Before making his way to the United States last year, he spent time eking out a living in Uruguay, Argentina, Chile, Bolivia and Peru for nearly a decade selling his artwork and teaching classes where he could, but found he couldn’t make enough money to buy supplies to continue painting. He decided to leave for the United States last year.
“As a humanist, like a writer or a poet, my work is part of an existential path,” he said. “If you don’t do what you’re supposed to with your life, you remain forever in anonymity.”
He spent two months of his seven-month journey to the United States in Mexico City living at a migrant shelter and taking in the artwork of the giants of Mexican muralism like Diego Rivera and David Alfaro Siqueiros while painting works of his own.
Soon after his arrival in New York City, Miranda started painting under the elevated Brooklyn-Queens Expressway adjacent to the Hall Street shelter, using supplies offered to him by local community groups.
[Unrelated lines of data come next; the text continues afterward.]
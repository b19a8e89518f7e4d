use std::collections::HashMap;
use std::sync::Arc;
use tokio::sync::RwLock;

use crate::config::FrameConfig;
use crate::error::FrameError;
use crate::models::ConnectorDescriptor;
use crate::services::database::{
    create_backend, ConnectorBackend, DriverConnection, PoolStatus,
};

/// A registered connector: immutable descriptor plus the live backend that
/// owns its pool
pub struct RegisteredConnector {
    descriptor: ConnectorDescriptor,
    backend: Arc<dyn ConnectorBackend>,
}

impl std::fmt::Debug for RegisteredConnector {
    fn fmt(&self, f: &mut std::fmt::Formatter<'_>) -> std::fmt::Result {
        f.debug_struct("RegisteredConnector")
            .field("descriptor", &self.descriptor)
            .finish_non_exhaustive()
    }
}

impl RegisteredConnector {
    pub fn descriptor(&self) -> &ConnectorDescriptor {
        &self.descriptor
    }

    pub fn backend(&self) -> Arc<dyn ConnectorBackend> {
        Arc::clone(&self.backend)
    }
}

/// Connector registry that maintains every configured data source keyed by
/// logical name. Names are unique; registration of a duplicate fails.
pub struct ConnectorRegistry {
    connectors: RwLock<HashMap<String, Arc<RegisteredConnector>>>,
}

impl ConnectorRegistry {
    pub fn new() -> Self {
        Self {
            connectors: RwLock::new(HashMap::new()),
        }
    }

    /// Build a registry from the configuration's connector declarations.
    pub async fn from_config(config: &FrameConfig) -> Result<Self, FrameError> {
        let registry = Self::new();
        for descriptor in config.descriptors()? {
            registry.register(descriptor).await?;
        }
        Ok(registry)
    }

    /// Register a connector and build its pool. Fails with
    /// `DuplicateConnector` when the name is already taken.
    pub async fn register(&self, descriptor: ConnectorDescriptor) -> Result<(), FrameError> {
        let mut connectors = self.connectors.write().await;
        if connectors.contains_key(&descriptor.name) {
            return Err(FrameError::DuplicateConnector(descriptor.name.clone()));
        }

        tracing::info!(
            "Registering connector '{}' ({}, {})",
            descriptor.name,
            descriptor.driver.as_str(),
            descriptor.mode.as_str()
        );

        let backend = create_backend(descriptor.clone())?;
        connectors.insert(
            descriptor.name.clone(),
            Arc::new(RegisteredConnector {
                descriptor,
                backend,
            }),
        );
        Ok(())
    }

    /// Look a connector up by name, failing with `UnknownConnector` when
    /// absent.
    pub async fn resolve(&self, name: &str) -> Result<Arc<RegisteredConnector>, FrameError> {
        let connectors = self.connectors.read().await;
        connectors
            .get(name)
            .cloned()
            .ok_or_else(|| FrameError::UnknownConnector(name.to_string()))
    }

    /// Take a scoped connection from a connector's pool. The handle returns
    /// to the pool when dropped, on every exit path.
    pub async fn acquire(&self, name: &str) -> Result<DriverConnection, FrameError> {
        let connector = self.resolve(name).await?;
        connector.backend.acquire().await
    }

    /// Remove a connector and tear its pool down. Returns false when the
    /// name was not registered.
    pub async fn remove(&self, name: &str) -> bool {
        let removed = {
            let mut connectors = self.connectors.write().await;
            connectors.remove(name)
        };
        match removed {
            Some(connector) => {
                tracing::info!("Removing connector '{}'", name);
                connector.backend.shutdown().await;
                true
            }
            None => false,
        }
    }

    /// Number of registered connectors.
    pub async fn connector_count(&self) -> usize {
        self.connectors.read().await.len()
    }

    /// Registered connector names.
    pub async fn names(&self) -> Vec<String> {
        self.connectors.read().await.keys().cloned().collect()
    }

    /// Pool status of one connector.
    pub async fn status(&self, name: &str) -> Option<PoolStatus> {
        let connectors = self.connectors.read().await;
        connectors.get(name).map(|c| c.backend.status())
    }

    /// Tear down every pool, for process shutdown.
    pub async fn shutdown(&self) {
        let drained: Vec<Arc<RegisteredConnector>> = {
            let mut connectors = self.connectors.write().await;
            connectors.drain().map(|(_, c)| c).collect()
        };
        for connector in drained {
            connector.backend.shutdown().await;
        }
    }
}

impl Default for ConnectorRegistry {
    fn default() -> Self {
        Self::new()
    }
}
Painting inside his massive dormitory was challenging, he said.
“It’s not easy to paint in an environment where there’s so much noise,” he said. “It’s not a place that favors this, because my work requires a high level of meditation and I spend hours on that level.”
Eventually, shelter staffers let him set up a small artists’ studio around his cot, which is now tucked away in a quiet corner of one of the sprawling warehouse floors, next to a window, offering slightly more tranquility than a typical cot.
“It is an art that is not decorative,” Miranda said of his work. “Nor does it correspond to a global commercial function.” He’s hoping to work on larger canvases “so I can really express my technical, historical and philosophical knowledge, which compliments the trajectory of my 47-year-long career,” he added.
Miranda said he hoped his artwork might inspire young kids at the shelter to apply themselves to their new lives in New York City, and dedicate themselves to their studies.
“Engineers, scientists, artists, musicians, writers, poets,” he said. “This mass migration brings with it all types of people.”